* WHAT NEEDS TO BE DONE
What follows is a listing; restate every line of it word for word.

---------- GIVEN DATA

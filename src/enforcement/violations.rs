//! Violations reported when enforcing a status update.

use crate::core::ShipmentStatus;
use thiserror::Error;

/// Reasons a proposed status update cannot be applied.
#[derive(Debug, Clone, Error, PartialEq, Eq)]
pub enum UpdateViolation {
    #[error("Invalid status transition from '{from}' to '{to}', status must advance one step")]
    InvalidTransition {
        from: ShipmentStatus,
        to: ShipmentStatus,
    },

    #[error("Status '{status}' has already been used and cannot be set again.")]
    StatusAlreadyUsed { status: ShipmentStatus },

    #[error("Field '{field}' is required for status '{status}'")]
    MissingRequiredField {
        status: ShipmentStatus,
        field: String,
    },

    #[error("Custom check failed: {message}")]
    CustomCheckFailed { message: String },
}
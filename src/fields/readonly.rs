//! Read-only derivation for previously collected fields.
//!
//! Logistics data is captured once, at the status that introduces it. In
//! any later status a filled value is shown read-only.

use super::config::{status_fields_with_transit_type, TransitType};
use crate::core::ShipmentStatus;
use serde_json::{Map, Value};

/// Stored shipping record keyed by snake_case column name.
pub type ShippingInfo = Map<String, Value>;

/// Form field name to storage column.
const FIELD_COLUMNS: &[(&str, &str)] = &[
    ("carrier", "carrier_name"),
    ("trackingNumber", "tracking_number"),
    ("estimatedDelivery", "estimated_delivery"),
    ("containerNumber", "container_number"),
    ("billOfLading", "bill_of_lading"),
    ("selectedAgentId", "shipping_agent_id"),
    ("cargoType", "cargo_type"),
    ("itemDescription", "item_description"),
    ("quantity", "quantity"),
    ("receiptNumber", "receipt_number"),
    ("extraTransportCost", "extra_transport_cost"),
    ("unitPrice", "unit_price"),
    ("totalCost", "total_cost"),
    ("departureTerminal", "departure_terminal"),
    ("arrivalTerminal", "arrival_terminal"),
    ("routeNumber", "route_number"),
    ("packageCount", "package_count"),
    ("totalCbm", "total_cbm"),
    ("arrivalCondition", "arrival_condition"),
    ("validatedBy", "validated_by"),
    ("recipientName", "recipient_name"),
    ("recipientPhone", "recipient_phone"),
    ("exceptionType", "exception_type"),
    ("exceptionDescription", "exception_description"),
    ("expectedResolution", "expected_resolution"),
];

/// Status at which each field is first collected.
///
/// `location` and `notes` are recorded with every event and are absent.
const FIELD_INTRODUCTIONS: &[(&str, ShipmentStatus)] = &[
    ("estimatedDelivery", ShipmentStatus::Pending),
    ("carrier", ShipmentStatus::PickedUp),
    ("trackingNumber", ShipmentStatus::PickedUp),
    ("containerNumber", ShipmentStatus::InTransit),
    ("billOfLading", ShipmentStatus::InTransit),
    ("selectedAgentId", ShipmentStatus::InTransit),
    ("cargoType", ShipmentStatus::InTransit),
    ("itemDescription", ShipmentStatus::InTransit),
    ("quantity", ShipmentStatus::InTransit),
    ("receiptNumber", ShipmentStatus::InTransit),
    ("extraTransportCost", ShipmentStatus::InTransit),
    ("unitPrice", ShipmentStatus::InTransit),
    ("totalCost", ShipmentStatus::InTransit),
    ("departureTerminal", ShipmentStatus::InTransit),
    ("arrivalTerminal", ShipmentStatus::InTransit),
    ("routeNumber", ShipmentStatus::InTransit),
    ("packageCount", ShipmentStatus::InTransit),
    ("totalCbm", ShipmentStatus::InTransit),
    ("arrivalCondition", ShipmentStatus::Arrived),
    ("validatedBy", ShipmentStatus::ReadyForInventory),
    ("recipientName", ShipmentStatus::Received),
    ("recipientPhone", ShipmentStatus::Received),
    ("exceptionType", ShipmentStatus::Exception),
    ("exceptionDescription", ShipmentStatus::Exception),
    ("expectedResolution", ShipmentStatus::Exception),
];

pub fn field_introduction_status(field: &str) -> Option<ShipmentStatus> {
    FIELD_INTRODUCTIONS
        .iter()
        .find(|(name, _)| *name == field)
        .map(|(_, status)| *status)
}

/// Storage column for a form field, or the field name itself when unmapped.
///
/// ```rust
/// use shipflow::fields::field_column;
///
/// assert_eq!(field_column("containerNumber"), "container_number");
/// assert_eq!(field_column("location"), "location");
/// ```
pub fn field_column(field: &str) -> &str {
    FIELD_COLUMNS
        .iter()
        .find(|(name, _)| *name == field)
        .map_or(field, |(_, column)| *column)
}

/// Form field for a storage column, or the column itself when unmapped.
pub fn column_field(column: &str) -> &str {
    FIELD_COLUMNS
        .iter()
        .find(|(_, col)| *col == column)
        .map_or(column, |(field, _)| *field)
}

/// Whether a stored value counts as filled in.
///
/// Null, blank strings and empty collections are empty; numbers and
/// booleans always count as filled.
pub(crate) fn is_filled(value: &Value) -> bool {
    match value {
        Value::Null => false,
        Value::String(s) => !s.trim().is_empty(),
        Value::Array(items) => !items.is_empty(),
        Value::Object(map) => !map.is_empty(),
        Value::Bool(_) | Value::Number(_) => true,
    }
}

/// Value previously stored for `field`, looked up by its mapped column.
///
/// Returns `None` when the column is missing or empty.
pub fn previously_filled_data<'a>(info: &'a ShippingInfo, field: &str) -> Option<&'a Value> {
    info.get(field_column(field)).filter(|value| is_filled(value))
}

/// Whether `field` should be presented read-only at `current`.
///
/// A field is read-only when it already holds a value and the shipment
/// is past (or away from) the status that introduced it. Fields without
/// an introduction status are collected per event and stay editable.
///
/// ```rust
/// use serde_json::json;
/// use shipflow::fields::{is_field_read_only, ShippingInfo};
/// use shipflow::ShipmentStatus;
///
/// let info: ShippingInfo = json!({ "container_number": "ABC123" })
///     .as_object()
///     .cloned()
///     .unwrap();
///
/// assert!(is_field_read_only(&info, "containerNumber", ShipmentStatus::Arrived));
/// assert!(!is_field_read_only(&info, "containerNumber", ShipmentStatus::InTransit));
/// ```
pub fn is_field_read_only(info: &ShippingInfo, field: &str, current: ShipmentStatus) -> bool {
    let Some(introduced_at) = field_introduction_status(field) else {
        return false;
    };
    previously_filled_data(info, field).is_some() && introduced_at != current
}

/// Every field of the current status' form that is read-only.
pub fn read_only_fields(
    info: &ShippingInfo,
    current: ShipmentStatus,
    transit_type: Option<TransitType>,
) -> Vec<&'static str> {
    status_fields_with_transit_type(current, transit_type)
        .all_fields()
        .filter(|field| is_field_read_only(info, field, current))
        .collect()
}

--------------------

* REPLY TO THE TASK
filename src/enforcement/violations.rs
//! Violations reported when enforcing a status update.

use crate::core::ShipmentStatus;
use thiserror::Error;

/// Reasons a proposed status update cannot be applied.
#[derive(Debug, Clone, Error, PartialEq, Eq)]
pub enum UpdateViolation {
    #[error("Invalid status transition from '{from}' to '{to}', status must advance one step")]
    InvalidTransition {
        from: ShipmentStatus,
        to: ShipmentStatus,
    },

    #[error("Status '{status}' has already been used and cannot be set again.")]
    StatusAlreadyUsed { status: ShipmentStatus },

    #[error("Field '{field}' is required for status '{status}'")]
    MissingRequiredField {
        status: ShipmentStatus,
        field: String,
    },

    #[error("Custom check failed: {message}")]
    CustomCheckFailed { message: String },
}
filename src/fields/readonly.rs
//! Read-only derivation for previously collected fields.
//!
//! Logistics data is captured once, at the status that introduces it. In
//! any later status a filled value is shown read-only.

use super::config::{status_fields_with_transit_type, TransitType};
use crate::core::ShipmentStatus;
use serde_json::{Map, Value};

/// Stored shipping record keyed by snake_case column name.
pub type ShippingInfo = Map<String, Value>;

/// Form field name to storage column.
const FIELD_COLUMNS: &[(&str, &str)] = &[
    ("carrier", "carrier_name"),
    ("trackingNumber", "tracking_number"),
    ("estimatedDelivery", "estimated_delivery"),
    ("containerNumber", "container_number"),
    ("billOfLading", "bill_of_lading"),
    ("selectedAgentId", "shipping_agent_id"),
    ("cargoType", "cargo_type"),
    ("itemDescription", "item_description"),
    ("quantity", "quantity"),
    ("receiptNumber", "receipt_number"),
    ("extraTransportCost", "extra_transport_cost"),
    ("unitPrice", "unit_price"),
    ("totalCost", "total_cost"),
    ("departureTerminal", "departure_terminal"),
    ("arrivalTerminal", "arrival_terminal"),
    ("routeNumber", "route_number"),
    ("packageCount", "package_count"),
    ("totalCbm", "total_cbm"),
    ("arrivalCondition", "arrival_condition"),
    ("validatedBy", "validated_by"),
    ("recipientName", "recipient_name"),
    ("recipientPhone", "recipient_phone"),
    ("exceptionType", "exception_type"),
    ("exceptionDescription", "exception_description"),
    ("expectedResolution", "expected_resolution"),
];

/// Status at which each field is first collected.
///
/// `location` and `notes` are recorded with every event and are absent.
const FIELD_INTRODUCTIONS: &[(&str, ShipmentStatus)] = &[
    ("estimatedDelivery", ShipmentStatus::Pending),
    ("carrier", ShipmentStatus::PickedUp),
    ("trackingNumber", ShipmentStatus::PickedUp),
    ("containerNumber", ShipmentStatus::InTransit),
    ("billOfLading", ShipmentStatus::InTransit),
    ("selectedAgentId", ShipmentStatus::InTransit),
    ("cargoType", ShipmentStatus::InTransit),
    ("itemDescription", ShipmentStatus::InTransit),
    ("quantity", ShipmentStatus::InTransit),
    ("receiptNumber", ShipmentStatus::InTransit),
    ("extraTransportCost", ShipmentStatus::InTransit),
    ("unitPrice", ShipmentStatus::InTransit),
    ("totalCost", ShipmentStatus::InTransit),
    ("departureTerminal", ShipmentStatus::InTransit),
    ("arrivalTerminal", ShipmentStatus::InTransit),
    ("routeNumber", ShipmentStatus::InTransit),
    ("packageCount", ShipmentStatus::InTransit),
    ("totalCbm", ShipmentStatus::InTransit),
    ("arrivalCondition", ShipmentStatus::Arrived),
    ("validatedBy", ShipmentStatus::ReadyForInventory),
    ("recipientName", ShipmentStatus::Received),
    ("recipientPhone", ShipmentStatus::Received),
    ("exceptionType", ShipmentStatus::Exception),
    ("exceptionDescription", ShipmentStatus::Exception),
    ("expectedResolution", ShipmentStatus::Exception),
];

pub fn field_introduction_status(field: &str) -> Option<ShipmentStatus> {
    FIELD_INTRODUCTIONS
        .iter()
        .find(|(name, _)| *name == field)
        .map(|(_, status)| *status)
}

/// Storage column for a form field, or the field name itself when unmapped.
///
/// ```rust
/// use shipflow::fields::field_column;
///
/// assert_eq!(field_column("containerNumber"), "container_number");
/// assert_eq!(field_column("location"), "location");
/// ```
pub fn field_column(field: &str) -> &str {
    FIELD_COLUMNS
        .iter()
        .find(|(name, _)| *name == field)
        .map_or(field, |(_, column)| *column)
}

/// Form field for a storage column, or the column itself when unmapped.
pub fn column_field(column: &str) -> &str {
    FIELD_COLUMNS
        .iter()
        .find(|(_, col)| *col == column)
        .map_or(column, |(field, _)| *field)
}

/// Whether a stored value counts as filled in.
///
/// Null, blank strings and empty collections are empty; numbers and
/// booleans always count as filled.
pub(crate) fn is_filled(value: &Value) -> bool {
    match value {
        Value::Null => false,
        Value::String(s) => !s.trim().is_empty(),
        Value::Array(items) => !items.is_empty(),
        Value::Object(map) => !map.is_empty(),
        Value::Bool(_) | Value::Number(_) => true,
    }
}

/// Value previously stored for `field`, looked up by its mapped column.
///
/// Returns `None` when the column is missing or empty.
pub fn previously_filled_data<'a>(info: &'a ShippingInfo, field: &str) -> Option<&'a Value> {
    info.get(field_column(field)).filter(|value| is_filled(value))
}

/// Whether `field` should be presented read-only at `current`.
///
/// A field is read-only when it already holds a value and the shipment
/// is past (or away from) the status that introduced it. Fields without
/// an introduction status are collected per event and stay editable.
///
/// ```rust
/// use serde_json::json;
/// use shipflow::fields::{is_field_read_only, ShippingInfo};
/// use shipflow::ShipmentStatus;
///
/// let info: ShippingInfo = json!({ "container_number": "ABC123" })
///     .as_object()
///     .cloned()
///     .unwrap();
///
/// assert!(is_field_read_only(&info, "containerNumber", ShipmentStatus::Arrived));
/// assert!(!is_field_read_only(&info, "containerNumber", ShipmentStatus::InTransit));
/// ```
pub fn is_field_read_only(info: &ShippingInfo, field: &str, current: ShipmentStatus) -> bool {
    let Some(introduced_at) = field_introduction_status(field) else {
        return false;
    };
    previously_filled_data(info, field).is_some() && introduced_at != current
}

/// Every field of the current status' form that is read-only.
pub fn read_only_fields(
    info: &ShippingInfo,
    current: ShipmentStatus,
    transit_type: Option<TransitType>,
) -> Vec<&'static str> {
    status_fields_with_transit_type(current, transit_type)
        .all_fields()
        .filter(|field| is_field_read_only(info, field, current))
        .collect()
}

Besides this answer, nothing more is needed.